Governmental and Community Interventions
On July 1, 2018, Tennessee introduced some of the strictest prescription opioid laws in the United States, limiting opioid prescriptions to a maximum of three days’ worth of medication unless a precise set of inflexible conditions are met. Exemptions require documentation and can only be applied in a rare set of circumstances. While analysts expect the new law to succeed in reducing the number of prescription opioids circulating through underground channels, physicians and patient advocates have expressed concerns that the new rules will inhibit their ability to treat patients with legitimate medical needs effectively and efficiently. Instead of continuing to restrict access to legitimate prescription medications, such critics have argued, strategies for combating the opioid crisis should focus on access to overdose and addiction treatment resources and services, including ensuring that medical first responders have access to the overdose-reversing drug naloxone and operating safe-injection sites in high-risk areas.
The Trump administration officially declared the opioid crisis a public health emergency in October 2017, marking intensified federal containment and coordination efforts by agencies including the CDC, HHS, and the Drug Enforcement Administration (DEA).

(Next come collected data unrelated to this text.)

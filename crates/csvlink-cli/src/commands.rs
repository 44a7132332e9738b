use anyhow::{Context, Result};
use comfy_table::Table as DisplayTable;
use tracing::info;

use csvlink_core::{DecisionSurface, RunStats};
use csvlink_ingest::{read_table, write_table};
use csvlink_model::{FieldSelection, MatchConfig};

use crate::cli::{ColumnsArgs, LinkArgs};
use crate::prompt::{DeclineAll, StdinPrompt};
use crate::summary::apply_table_style;

pub fn run_link(args: &LinkArgs) -> Result<RunStats> {
    let source = read_table(&args.source)
        .with_context(|| format!("load source: {}", args.source.display()))?;
    let target = read_table(&args.target)
        .with_context(|| format!("load target: {}", args.target.display()))?;

    let fields = FieldSelection {
        source_key: args.source_column.clone(),
        target_key: args.target_column.clone(),
        target_linked: args.linked_column.clone(),
    };
    let cfg = MatchConfig {
        near_threshold: args.near_threshold,
        prompt_cap: args.prompt_cap,
        ..MatchConfig::from_lists(&args.cutoff_words, &args.strip_words, &args.strip_chars)
    };

    let mut surface: Box<dyn DecisionSurface> = if args.non_interactive {
        Box::new(DeclineAll)
    } else {
        Box::new(StdinPrompt)
    };

    let outcome = csvlink_core::run(&source, &target, &fields, &cfg, surface.as_mut())?;
    write_table(&outcome.table, &args.output)
        .with_context(|| format!("save output: {}", args.output.display()))?;
    info!(
        rows = outcome.stats.rows,
        output = %args.output.display(),
        "run complete"
    );
    Ok(outcome.stats)
}

pub fn run_columns(args: &ColumnsArgs) -> Result<()> {
    let table = read_table(&args.file)
        .with_context(|| format!("load csv: {}", args.file.display()))?;
    let mut display = DisplayTable::new();
    apply_table_style(&mut display);
    display.set_header(vec!["#", "Column"]);
    for (index, column) in table.columns.iter().enumerate() {
        display.add_row(vec![(index + 1).to_string(), column.clone()]);
    }
    println!("{display}");
    Ok(())
}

The CDC has partnered with forty-five US states and the District of Columbia to launch the Overdose Prevention in States (OPIS) initiative. The program uses numerous monitoring and reporting techniques to identify areas at elevated risk for a high concentration of opioid overdoses, promotes prescription drug monitoring programs, and monitors prescribing activities. The OPIS program has led to several noteworthy successes, with numerous states identifying and shutting down pill mills. HHS has adopted a five-point plan to address the opioid crisis, with provisions including improved treatment and recovery services, more accurate and timely data collection, better support for pain management alternatives, increased availability of overdose-reversing drugs, and more intensive research on addiction and pain.
Meanwhile, the DEA and other law enforcement entities have prioritized efforts to intercept and seize dangerous illicit opioids like fentanyl, and to prosecute individuals involved with their production, importation, and circulation. Most illicit opioids in the United States are produced overseas in underground laboratories, then surreptitiously shipped to the United States for distribution on the black market. One major initiative is Operation Disarray, a partnership between the DEA and the Federal Bureau of Investigation (FBI), which seeks to disrupt underground sales of these synthetic opioid drugs by targeting online channels, particularly those on the dark web.